_Work to complete_
Every line below that holds the string "query" must be copied.

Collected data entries
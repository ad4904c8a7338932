//! Transform module
//!
//! Exposes the query evaluator and table shaping as services, so manifest
//! subcommands and subqueries can transform data (`- tr.query(...)`) and
//! pipelines can tabulate and render forwarded entities.

use crate::errors::{LimarError, Result};
use crate::orchestrator::{Invocation, Module, ModuleContext};
use crate::query;
use serde_json::Value;
use std::any::Any;

#[derive(Default)]
pub struct TrModule;

impl TrModule {
    pub fn new() -> Self {
        Self
    }
}

impl Module for TrModule {
    fn name(&self) -> &'static str {
        "tr"
    }

    fn aliases(&self) -> Vec<&'static str> {
        vec!["tabulate", "render"]
    }

    /// Shape forwarded data: `-> tabulate` / `-> render` in a pipeline
    fn run(&mut self, _ctx: &ModuleContext, invocation: &Invocation) -> Result<Value> {
        let input = invocation.forwarded_data.clone().unwrap_or(Value::Null);

        match invocation.invoked_as.as_str() {
            "tabulate" => {
                let entities: Vec<Value> = match input {
                    Value::Array(items) => items,
                    Value::Object(map) => map.into_iter().map(|(_, v)| v).collect(),
                    other => vec![other],
                };
                Ok(query::tabulate(&entities))
            }
            "render" => Ok(Value::String(query::render_table(&input, true)?)),
            _ => Err(LimarError::config(
                "tr: invoke as 'tabulate' or 'render' in a pipeline".to_string(),
            )),
        }
    }

    fn call_service(
        &mut self,
        _ctx: &ModuleContext,
        method: &str,
        args: &[Value],
    ) -> Result<Value> {
        let expr = |index: usize| -> Result<&str> {
            args.get(index).and_then(Value::as_str).ok_or_else(|| {
                LimarError::config(format!("tr.{method} needs an expression argument"))
            })
        };
        let data = |index: usize| args.get(index).cloned().unwrap_or(Value::Null);

        match method {
            "query" => query::query_first(expr(0)?, &data(1)),
            "query_all" => query::query_all(expr(0)?, &data(1)),
            "tabulate" => {
                let entities = match data(0) {
                    Value::Array(items) => items,
                    Value::Object(map) => map.into_iter().map(|(_, v)| v).collect(),
                    other => vec![other],
                };
                Ok(query::tabulate(&entities))
            }
            "render_table" => Ok(Value::String(query::render_table(&data(0), true)?)),
            other => Err(LimarError::command_run(format!(
                "Module 'tr' has no service method '{other}'"
            ))),
        }
    }

    fn as_any(&self) -> &dyn Any {
        self
    }

    fn as_any_mut(&mut self) -> &mut dyn Any {
        self
    }
}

_Task answer_
//! Exposes the query evaluator and table shaping as services, so manifest
//! subcommands and subqueries can transform data (`- tr.query(...)`) and
use crate::query;
                Ok(query::tabulate(&entities))
            "render" => Ok(Value::String(query::render_table(&input, true)?)),
            "query" => query::query_first(expr(0)?, &data(1)),
            "query_all" => query::query_all(expr(0)?, &data(1)),
                Ok(query::tabulate(&entities))
            "render_table" => Ok(Value::String(query::render_table(&data(0), true)?)),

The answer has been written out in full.